Помню, в одной из тем ты писала, что тебе важна  позитивная атмосфера вокруг. Вот и мне тоже. Тяжело переношу чужое уныние, безнадегу. Давит конкретно.... А у тебя тут легко. Все время заглядываю. )

0

156

Сообщение для Тайра
Присоединяюсь к вышевыступавшему оратору), у тебя хороший, тёплый уголок

0

157

Спасибо девочки!  :flirt:
Очередная мотивашка из интернета:
Мне кажется, что этот текст должен висеть у всех на холодильнике, как памятка. Во всяком случае, на свой я его повешу. Автор, к сожалению, неизвестен, но текст просто БОМБА!

ВЫБРОСЬ все, что не работает!!!

Выбрось все, что не работает. Прямо сейчас. Вот возьми и неси в мусор.
Например туфли, в которых ты спотыкаешься, неудобно в них — в топку!
Наушники, в которых одно ухо барахлит, а так еще ничего — туда же. Вместе с умершими колонками.
Тарелку от старого сервиза, в которую даже печенье не положишь — такая она дурацкая. Выставь у подъезда, вдруг кому-то счастье.
Листик с диетой на дверце холодильника (не смешно!!!)
Ежевечерние разговоры по телефону, когда она тебе: «Ну ты представляешь, какой ужас!» — а ты: «Угу! Конечно!» — а сама в это время переминаешься с ноги на ногу, потому что несмотренный Хаус и ты некупаная в ароматной ванной после тяжелого дня. А у нее каждый день ужас — зачем оно тебе?
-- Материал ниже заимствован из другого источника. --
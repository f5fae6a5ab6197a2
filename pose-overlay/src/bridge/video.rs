//! Video element as a media source - DOM events and the live clock

use crate::playback::{EventHandler, MediaEvent, MediaSource, SubscriptionId};
use std::cell::{Cell, RefCell};
use wasm_bindgen::prelude::*;
use wasm_bindgen::JsCast;
use web_sys::HtmlVideoElement;

/// `HTMLMediaElement.HAVE_METADATA`
const HAVE_METADATA: u16 = 1;

struct Listener {
    id: SubscriptionId,
    event: MediaEvent,
    closure: Closure<dyn FnMut()>,
}

/// Wraps an `HtmlVideoElement`. Each subscription owns its JS closure
/// until it is unsubscribed or the source is dropped.
pub struct VideoElementSource {
    video: HtmlVideoElement,
    next_id: Cell<u64>,
    listeners: RefCell<Vec<Listener>>,
}

impl VideoElementSource {
    pub fn new(video: HtmlVideoElement) -> Self {
        Self {
            video,
            next_id: Cell::new(0),
            listeners: RefCell::new(Vec::new()),
        }
    }

    fn detach(&self, listener: &Listener) {
        let _ = self.video.remove_event_listener_with_callback(
            listener.event.dom_name(),
            listener.closure.as_ref().unchecked_ref(),
        );
    }
}

impl MediaSource for VideoElementSource {
    fn current_time(&self) -> f64 {
        self.video.current_time()
    }

    fn duration(&self) -> f64 {
        self.video.duration()
    }

    fn natural_size(&self) -> Option<(u32, u32)> {
        if self.video.ready_state() < HAVE_METADATA {
            return None;
        }
        match (self.video.video_width(), self.video.video_height()) {
            (0, _) | (_, 0) => None,
            size => Some(size),
        }
    }

    fn is_paused(&self) -> bool {
        self.video.paused()
    }

    fn subscribe(&self, event: MediaEvent, handler: EventHandler) -> SubscriptionId {
        let id = SubscriptionId(self.next_id.get());
        self.next_id.set(id.0 + 1);

        let closure = Closure::wrap(handler);
        if let Err(err) = self
            .video
            .add_event_listener_with_callback(event.dom_name(), closure.as_ref().unchecked_ref())
        {
            log::warn!("Failed to listen for '{}': {:?}", event.dom_name(), err);
        }

        self.listeners.borrow_mut().push(Listener { id, event, closure });
        id
    }

    fn unsubscribe(&self, id: SubscriptionId) {
        let removed = {
            let mut listeners = self.listeners.borrow_mut();
            listeners
                .iter()
                .position(|l| l.id == id)
                .map(|pos| listeners.remove(pos))
        };
        if let Some(listener) = removed {
            self.detach(&listener);
        }
    }
}

impl Drop for VideoElementSource {
    fn drop(&mut self) {
        for listener in self.listeners.take() {
            self.detach(&listener);
        }
    }
}
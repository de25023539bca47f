//! Error types for the game core.
//!
//! Every error here reflects a caller-sequencing mistake, not a
//! transient condition: nothing is retried internally, and nothing is
//! silently swallowed.

use derive_more::{Display, Error};

use crate::types::Player;

/// Errors surfaced by the game core.
#[derive(Debug, Clone, Copy, PartialEq, Eq, Display, Error)]
pub enum GameError {
    /// Position is outside the board (must be 0-8).
    #[display("position {_0} is out of bounds (must be 0-8)")]
    InvalidPosition(#[error(not(source))] usize),
    /// Square is already occupied.
    #[display("square {_0} is already occupied")]
    SquareOccupied(#[error(not(source))] usize),
    /// Move submitted by the wrong player.
    #[display("out of turn: waiting for player {_0}")]
    OutOfTurn(#[error(not(source))] Player),
    /// Move submitted after the game finished.
    #[display("game is already over")]
    GameOver,
    /// Strategy invoked on a full board.
    ///
    /// Unreachable given correct session sequencing, but defined
    /// rather than left as undefined behavior.
    #[display("no legal move: board is full")]
    NoLegalMove,
}
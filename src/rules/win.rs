//! Win detection logic for tic-tac-toe.

use crate::types::{Board, Player, Square};
use tracing::instrument;

/// The 8 winning lines: 3 rows, 3 columns, 2 diagonals.
pub const WIN_LINES: [[usize; 3]; 8] = [
    // Rows
    [0, 1, 2],
    [3, 4, 5],
    [6, 7, 8],
    // Columns
    [0, 3, 6],
    [1, 4, 7],
    [2, 5, 8],
    // Diagonals
    [0, 4, 8],
    [2, 4, 6],
];

/// Checks if there is a winner on the board.
///
/// Returns `Some(player)` if the player has three in a row,
/// `None` otherwise.
#[instrument]
pub fn check_winner(board: &Board) -> Option<Player> {
    for [a, b, c] in WIN_LINES {
        let sq = board.get(a);
        if sq != Some(Square::Empty) && sq == board.get(b) && sq == board.get(c) {
            return match sq {
                Some(Square::Occupied(player)) => Some(player),
                _ => None,
            };
        }
    }

    None
}

/// Checks whether `player` has completed any winning line.
///
/// Pure function; 8 lines of 3 lookups each.
#[instrument]
pub fn is_winner(board: &Board, player: Player) -> bool {
    let mark = Square::Occupied(player);
    WIN_LINES
        .iter()
        .any(|line| line.iter().all(|&pos| board.get(pos) == Some(mark)))
}
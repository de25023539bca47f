//! Pure tic-tac-toe game logic with a three-tier computer opponent.
//!
//! The crate is consumed as an in-process library by a rendering
//! layer that owns its own input handling and display.
//!
//! # Architecture
//!
//! - **Types**: board, players, and game status ([`Board`], [`Player`],
//!   [`GameStatus`])
//! - **Rules**: pure win/draw evaluation ([`rules`])
//! - **Strategies**: interchangeable computer policies dispatched by
//!   [`Difficulty`] - random (Easy), own-win look-ahead (Medium), and
//!   exhaustive minimax (Hard)
//! - **Session**: turn order, computer replies, and the running score
//!   tally ([`GameSession`])
//!
//! # Example
//!
//! ```
//! use tictactoe_core::{Difficulty, GameSession, Mode, Player};
//!
//! let mut session = GameSession::new(Mode::PlayerVsComputer, Difficulty::Hard);
//! // Human X plays the center; the session applies O's reply before
//! // returning, so the report reflects both moves.
//! let report = session.submit_move(4, Player::X)?;
//! assert_eq!(report.board.empty_positions().len(), 7);
//! # Ok::<(), tictactoe_core::GameError>(())
//! ```

#![warn(missing_docs)]
#![forbid(unsafe_code)]

// Private module declarations
mod error;
mod session;
mod strategy;
mod types;

// Public rules module - pure evaluation functions
pub mod rules;

// Crate-level exports - errors
pub use error::GameError;

// Crate-level exports - session management
pub use session::{GameSession, Mode, MoveReport, ScoreBoard, SessionState};

// Crate-level exports - strategies
pub use strategy::{Difficulty, Exhaustive, Heuristic, MoveStrategy, Random};

// Crate-level exports - core types
pub use types::{Board, GameStatus, Player, Square};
Слова утром: «Еще пять минут!» — таймеру на мобильном по-фиг. Или вставай вовремя, или ставь время для себя, а не «по совести». Не работает!!!
Манеру тереть глаза, когда они накрашены (или не крась, или не три! Глазам же больно!)
Переживания по поводу того, все ли ты за сегодня успела сделать идеально (nobody is perfect — на холодильник вместо диеты!)
Сожаления о прошлых поступках, отношениях, о выборе, сделанном когда-то… Сожаления — к черту! Все правильно. Что бы там ни было, это было единственно верное решение для тебя тогдашней, в той конкретной ситуации. Никакого раскаяния, только опыт и благодарность.
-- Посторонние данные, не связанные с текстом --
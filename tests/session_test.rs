//! Integration tests for session orchestration.

use tictactoe_core::{
    Difficulty, GameError, GameSession, GameStatus, Mode, Player, Random, SessionState,
};

#[test]
fn test_top_row_win_scenario() {
    let mut session = GameSession::new(Mode::PlayerVsPlayer, Difficulty::Easy);
    assert_eq!(session.scores().x(), 0);

    for (pos, player) in [(0, Player::X), (4, Player::O), (1, Player::X), (7, Player::O)] {
        let report = session.submit_move(pos, player).expect("valid move");
        assert_eq!(report.status, GameStatus::InProgress);
    }

    let report = session.submit_move(2, Player::X).expect("winning move");
    assert_eq!(report.status, GameStatus::Won(Player::X));
    assert_eq!(session.state(), SessionState::Finished(GameStatus::Won(Player::X)));
    assert_eq!(session.scores().x(), 1);
    assert_eq!(session.scores().o(), 0);
}

#[test]
fn test_computer_reply_lands_before_the_call_returns() {
    let mut session = GameSession::with_strategy(
        Mode::PlayerVsComputer,
        Difficulty::Easy,
        Box::new(Random::seeded(11)),
    );

    let report = session.submit_move(4, Player::X).expect("valid move");

    // X's mark plus O's reply are both on the board already.
    assert_eq!(report.board.empty_positions().len(), 7);
    assert_eq!(session.state(), SessionState::Turn(Player::X));

    // O is session-controlled; outside submissions as O are out of turn.
    assert_eq!(
        session.submit_move(0, Player::O),
        Err(GameError::OutOfTurn(Player::X))
    );
}

#[test]
fn test_hard_session_never_loses_a_full_game() {
    let mut session = GameSession::new(Mode::PlayerVsComputer, Difficulty::Hard);

    // Naive human: always the lowest open square.
    loop {
        let pos = session
            .board()
            .empty_positions()
            .first()
            .copied()
            .expect("unfinished game has an open square");
        let report = session.submit_move(pos, Player::X).expect("valid move");
        match report.status {
            GameStatus::InProgress => {}
            GameStatus::Draw | GameStatus::Won(Player::O) => break,
            GameStatus::Won(Player::X) => panic!("exhaustive opponent lost"),
        }
    }
    assert_eq!(session.scores().x(), 0);
}

#[test]
fn test_reset_is_unconditional_and_keeps_scores() {
    let mut session = GameSession::with_strategy(
        Mode::PlayerVsComputer,
        Difficulty::Easy,
        Box::new(Random::seeded(3)),
    );

    // Mid-game reset.
    session.submit_move(4, Player::X).expect("valid move");
    session.reset();
    assert_eq!(session.state(), SessionState::Turn(Player::X));
    assert_eq!(session.board().empty_positions().len(), 9);

    // Reset after a finished game keeps the tally.
    let mut pvp = GameSession::new(Mode::PlayerVsPlayer, Difficulty::Easy);
    for (pos, player) in [
        (0, Player::X),
        (3, Player::O),
        (1, Player::X),
        (4, Player::O),
        (2, Player::X),
    ] {
        pvp.submit_move(pos, player).expect("valid move");
    }
    assert_eq!(pvp.scores().x(), 1);
    pvp.reset();
    pvp.reset();
    assert_eq!(pvp.state(), SessionState::Turn(Player::X));
    assert_eq!(pvp.scores().x(), 1);
}

#[test]
fn test_independent_sessions_do_not_share_state() {
    let mut a = GameSession::new(Mode::PlayerVsPlayer, Difficulty::Easy);
    let b = GameSession::new(Mode::PlayerVsPlayer, Difficulty::Hard);

    a.submit_move(0, Player::X).expect("valid move");
    assert_eq!(a.board().empty_positions().len(), 8);
    assert_eq!(b.board().empty_positions().len(), 9);
    assert_eq!(b.state(), SessionState::Turn(Player::X));
}

#[test]
fn test_scores_accumulate_across_games() {
    let mut session = GameSession::new(Mode::PlayerVsPlayer, Difficulty::Easy);
    for _ in 0..2 {
        for (pos, player) in [
            (0, Player::X),
            (3, Player::O),
            (1, Player::X),
            (4, Player::O),
            (2, Player::X),
        ] {
            session.submit_move(pos, player).expect("valid move");
        }
        session.reset();
    }
    assert_eq!(session.scores().x(), 2);
    assert_eq!(session.scores().o(), 0);
}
Раздумья о том, «а что, если бы…» — или делай, или не думай. Попробуй — понравится — иди дальше. Каток, японский язык, познакомиться с кем-то, новую работу, изменить стрижку, сходить в театр и пр. Прямо завтра — хотя бы что-то одно, а? Вместо раздумий, которые отменить.
Привычку всегда по несколько раз извиняться. Достаточно одного искреннего «прости», если есть причина. Все остальное — лишнее, балласт.

Кофты, платья, джинсы и прочую ерунду, которая тебе не идет, не нравится, старит, полнит и т. п. Никаких дач!; В утиль!; Ты себя не на помойке нашла, ходи всегда красивой!;
«Чемоданные отношения» — когда нести тяжело, а бросить жалко. Руки еще не отваливаются? Решись наконец-то, и перейди на элегантные кейсы с такими колесиками, которые сами собой едут ко всеобщему удовольствию. Красиво, легко, комфортно, надежно. Метафора понятна?
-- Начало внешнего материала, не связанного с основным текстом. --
//! Game session management: turn order, computer replies, scores.

use crate::error::GameError;
use crate::rules;
use crate::strategy::{Difficulty, MoveStrategy};
use crate::types::{Board, GameStatus, Player, Square};
use serde::{Deserialize, Serialize};
use tracing::{debug, info, instrument, warn};

/// Game mode - who controls the O mark?
#[derive(
    Debug, Clone, Copy, PartialEq, Eq, Hash, Serialize, Deserialize, Default, strum::EnumIter,
)]
pub enum Mode {
    /// Two humans alternate through [`GameSession::submit_move`].
    #[default]
    PlayerVsPlayer,
    /// X is human, O is computer-controlled by the session's strategy.
    PlayerVsComputer,
}

impl Mode {
    /// Returns display name.
    pub fn name(&self) -> &'static str {
        match self {
            Mode::PlayerVsPlayer => "Player vs Player",
            Mode::PlayerVsComputer => "Player vs Computer",
        }
    }
}

/// Running win tally for a session.
///
/// Incremented exactly once per won game; draws leave it untouched,
/// and so does [`GameSession::reset`].
#[derive(Debug, Clone, Copy, PartialEq, Eq, Default, Serialize, Deserialize)]
pub struct ScoreBoard {
    x: u32,
    o: u32,
}

impl ScoreBoard {
    /// Wins recorded for player X.
    pub fn x(&self) -> u32 {
        self.x
    }

    /// Wins recorded for player O.
    pub fn o(&self) -> u32 {
        self.o
    }

    fn record_win(&mut self, winner: Player) {
        match winner {
            Player::X => self.x += 1,
            Player::O => self.o += 1,
        }
    }
}

/// Where the session currently stands.
#[derive(Debug, Clone, Copy, PartialEq, Eq, Serialize, Deserialize)]
pub enum SessionState {
    /// Waiting for the given player to move.
    Turn(Player),
    /// Game over; no further moves accepted until [`GameSession::reset`].
    Finished(GameStatus),
}

/// Result of a successful [`GameSession::submit_move`].
///
/// Reflects the position after any computer reply, so in
/// player-vs-computer mode the board already contains O's answer.
#[derive(Debug, Clone, PartialEq, Eq, Serialize, Deserialize)]
pub struct MoveReport {
    /// Game status after the move (and any computer reply).
    pub status: GameStatus,
    /// Board snapshot after the move (and any computer reply).
    pub board: Board,
}

/// A single game session: board, turn order, difficulty, and scores.
///
/// The session exclusively owns the authoritative board. Strategies
/// receive a shared reference and search on private clones, so the
/// board only changes through [`GameSession::submit_move`] and
/// [`GameSession::reset`].
pub struct GameSession {
    board: Board,
    state: SessionState,
    mode: Mode,
    difficulty: Difficulty,
    strategy: Box<dyn MoveStrategy>,
    scores: ScoreBoard,
}

impl std::fmt::Debug for GameSession {
    fn fmt(&self, f: &mut std::fmt::Formatter<'_>) -> std::fmt::Result {
        f.debug_struct("GameSession")
            .field("board", &self.board)
            .field("state", &self.state)
            .field("mode", &self.mode)
            .field("difficulty", &self.difficulty)
            .field("strategy", &self.strategy.name())
            .field("scores", &self.scores)
            .finish()
    }
}

impl GameSession {
    /// Creates a new session with an empty board and X to move.
    #[instrument]
    pub fn new(mode: Mode, difficulty: Difficulty) -> Self {
        info!(mode = mode.name(), difficulty = difficulty.name(), "Creating new game session");
        Self {
            board: Board::new(),
            state: SessionState::Turn(Player::X),
            mode,
            difficulty,
            strategy: difficulty.strategy(),
            scores: ScoreBoard::default(),
        }
    }

    /// Creates a session with an explicit strategy instance.
    ///
    /// Lets callers inject a seeded strategy for reproducible games.
    /// The difficulty accessor reports the tier the strategy stands in
    /// for.
    pub fn with_strategy(
        mode: Mode,
        difficulty: Difficulty,
        strategy: Box<dyn MoveStrategy>,
    ) -> Self {
        info!(
            mode = mode.name(),
            strategy = strategy.name(),
            "Creating game session with injected strategy"
        );
        Self {
            board: Board::new(),
            state: SessionState::Turn(Player::X),
            mode,
            difficulty,
            strategy,
            scores: ScoreBoard::default(),
        }
    }

    /// Returns the current board.
    pub fn board(&self) -> &Board {
        &self.board
    }

    /// Returns the current session state.
    pub fn state(&self) -> SessionState {
        self.state
    }

    /// Returns the session mode.
    pub fn mode(&self) -> Mode {
        self.mode
    }

    /// Returns the configured difficulty.
    pub fn difficulty(&self) -> Difficulty {
        self.difficulty
    }

    /// Returns the running score tally.
    pub fn scores(&self) -> &ScoreBoard {
        &self.scores
    }

    /// Submits a move for `acting_player` at `pos` (0-8).
    ///
    /// On success the mark is placed and the outcome evaluated; a win
    /// bumps the winner's score. In player-vs-computer mode, when the
    /// turn passes to O the session immediately asks its strategy for
    /// a reply and applies it through this same path before returning,
    /// so the report reflects the position after the computer moved.
    ///
    /// # Errors
    ///
    /// - [`GameError::GameOver`] if the game already finished.
    /// - [`GameError::OutOfTurn`] if it is not `acting_player`'s turn.
    /// - [`GameError::InvalidPosition`] if `pos` is outside 0-8.
    /// - [`GameError::SquareOccupied`] if the square is taken.
    #[instrument(skip(self))]
    pub fn submit_move(
        &mut self,
        pos: usize,
        acting_player: Player,
    ) -> Result<MoveReport, GameError> {
        match self.state {
            SessionState::Finished(_) => {
                warn!(pos, %acting_player, "Move submitted after game over");
                return Err(GameError::GameOver);
            }
            SessionState::Turn(expected) if expected != acting_player => {
                warn!(pos, %acting_player, %expected, "Player tried to move out of turn");
                return Err(GameError::OutOfTurn(expected));
            }
            SessionState::Turn(_) => {}
        }

        if pos >= 9 {
            warn!(pos, "Position out of bounds");
            return Err(GameError::InvalidPosition(pos));
        }
        if !self.board.is_empty(pos) {
            warn!(pos, "Square already occupied");
            return Err(GameError::SquareOccupied(pos));
        }

        self.board.set(pos, Square::Occupied(acting_player))?;
        let status = rules::evaluate(&self.board, acting_player);
        match status {
            GameStatus::Won(winner) => {
                self.scores.record_win(winner);
                self.state = SessionState::Finished(status);
                info!(%winner, "Game won");
            }
            GameStatus::Draw => {
                self.state = SessionState::Finished(status);
                info!("Game drawn");
            }
            GameStatus::InProgress => {
                self.state = SessionState::Turn(acting_player.opponent());
                debug!(pos, %acting_player, "Move applied, turn passes");
            }
        }

        // Computer reply runs before this call returns, so no human
        // input can slip in between.
        if self.mode == Mode::PlayerVsComputer
            && self.state == SessionState::Turn(Player::O)
        {
            let reply = self.strategy.select_move(&self.board, Player::O)?;
            debug!(reply, strategy = self.strategy.name(), "Applying computer reply");
            return self.submit_move(reply, Player::O);
        }

        Ok(MoveReport {
            status: self.status(),
            board: self.board.clone(),
        })
    }

    /// Resets to an empty board with X to move, from any prior state.
    ///
    /// Scores are left untouched.
    #[instrument(skip(self))]
    pub fn reset(&mut self) {
        info!("Session reset");
        self.board = Board::new();
        self.state = SessionState::Turn(Player::X);
    }

    fn status(&self) -> GameStatus {
        match self.state {
            SessionState::Finished(status) => status,
            SessionState::Turn(_) => GameStatus::InProgress,
        }
    }
}

#[cfg(test)]
mod tests {
    use super::*;

    #[test]
    fn test_new_session_starts_with_x() {
        let session = GameSession::new(Mode::PlayerVsPlayer, Difficulty::Easy);
        assert_eq!(session.state(), SessionState::Turn(Player::X));
        assert!(session.board().empty_positions().len() == 9);
        assert_eq!(session.scores().x(), 0);
        assert_eq!(session.scores().o(), 0);
    }

    #[test]
    fn test_out_of_turn_rejected() {
        let mut session = GameSession::new(Mode::PlayerVsPlayer, Difficulty::Easy);
        assert_eq!(
            session.submit_move(0, Player::O),
            Err(GameError::OutOfTurn(Player::X))
        );
        assert_eq!(session.state(), SessionState::Turn(Player::X));
    }

    #[test]
    fn test_invalid_position_rejected() {
        let mut session = GameSession::new(Mode::PlayerVsPlayer, Difficulty::Easy);
        assert_eq!(
            session.submit_move(9, Player::X),
            Err(GameError::InvalidPosition(9))
        );
    }

    #[test]
    fn test_occupied_square_leaves_state_unchanged() {
        let mut session = GameSession::new(Mode::PlayerVsPlayer, Difficulty::Easy);
        session.submit_move(4, Player::X).unwrap();
        let board_before = session.board().clone();
        assert_eq!(
            session.submit_move(4, Player::O),
            Err(GameError::SquareOccupied(4))
        );
        assert_eq!(session.board(), &board_before);
        assert_eq!(session.state(), SessionState::Turn(Player::O));
    }

    #[test]
    fn test_move_after_game_over_rejected() {
        let mut session = GameSession::new(Mode::PlayerVsPlayer, Difficulty::Easy);
        for (pos, player) in [
            (0, Player::X),
            (4, Player::O),
            (1, Player::X),
            (7, Player::O),
            (2, Player::X),
        ] {
            session.submit_move(pos, player).unwrap();
        }
        assert_eq!(session.submit_move(5, Player::O), Err(GameError::GameOver));
    }

    #[test]
    fn test_reset_clears_board_and_keeps_scores() {
        let mut session = GameSession::new(Mode::PlayerVsPlayer, Difficulty::Easy);
        for (pos, player) in [
            (0, Player::X),
            (4, Player::O),
            (1, Player::X),
            (7, Player::O),
            (2, Player::X),
        ] {
            session.submit_move(pos, player).unwrap();
        }
        assert_eq!(session.scores().x(), 1);

        session.reset();
        assert_eq!(session.state(), SessionState::Turn(Player::X));
        assert_eq!(session.board().empty_positions().len(), 9);
        assert_eq!(session.scores().x(), 1);

        // Reset from mid-game too.
        session.submit_move(4, Player::X).unwrap();
        session.reset();
        assert_eq!(session.state(), SessionState::Turn(Player::X));
        assert_eq!(session.board().empty_positions().len(), 9);
    }
}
Остатки косметики, ненужные лекарства, баночки-скляночки — долой. Ты заслуживаешь только лучшего, свежего, классного. И самое главное — здоровья и красоты.
Обещания «как-нибудь пересечься», написать, сделать, занести, купить, и т. п. — если оно висит дольше недели (ну двух, ладно!) и никто не умер, видимо, не надо. Лишнее. Вычеркиваем.
Слова «я не умею» или «я в этом не разбираюсь» — не работают. Разбирайся, учись, умей, или плати тому, кто умеет. Ты же не комплексы в себе выращиваешь, а стараешься себе облегчить жизнь, правда?
Воспоминания, от которых слезы на глазах и руки трясутся. Если есть, выбрось. Вернутся — еще раз «delete». Нечего тебе жизнь отравлять!

Было да сплыло!

Манеру всегда уступать, «быть хорошей девочкой», тихо помалкивать, даже когда тебе что-то очень сильно надо, но «что люди подумают» — рви с корнем. Говори, проси, комментируй, высказывайся, вежливо и тактично, но по-своему и о своем. Хорошие девочки попадают на небеса, а плохие — куда захотят.
Страх состариться, боязнь нового, сомнения в своей красоте и привлекательности, неверие в свое счастье — в плотный пакет, сжечь и пепел по ветру. Не работает: не помогает, а только мешает жить по-человечески.
Поломанные дверцы и ручки — вместе с кухней, плитой, чайником и пр. Чинить дороже. Выброси — скорее купишь новое, такое, как нравится.
Привычку просиживать время в интернете — прямо сейчас брось.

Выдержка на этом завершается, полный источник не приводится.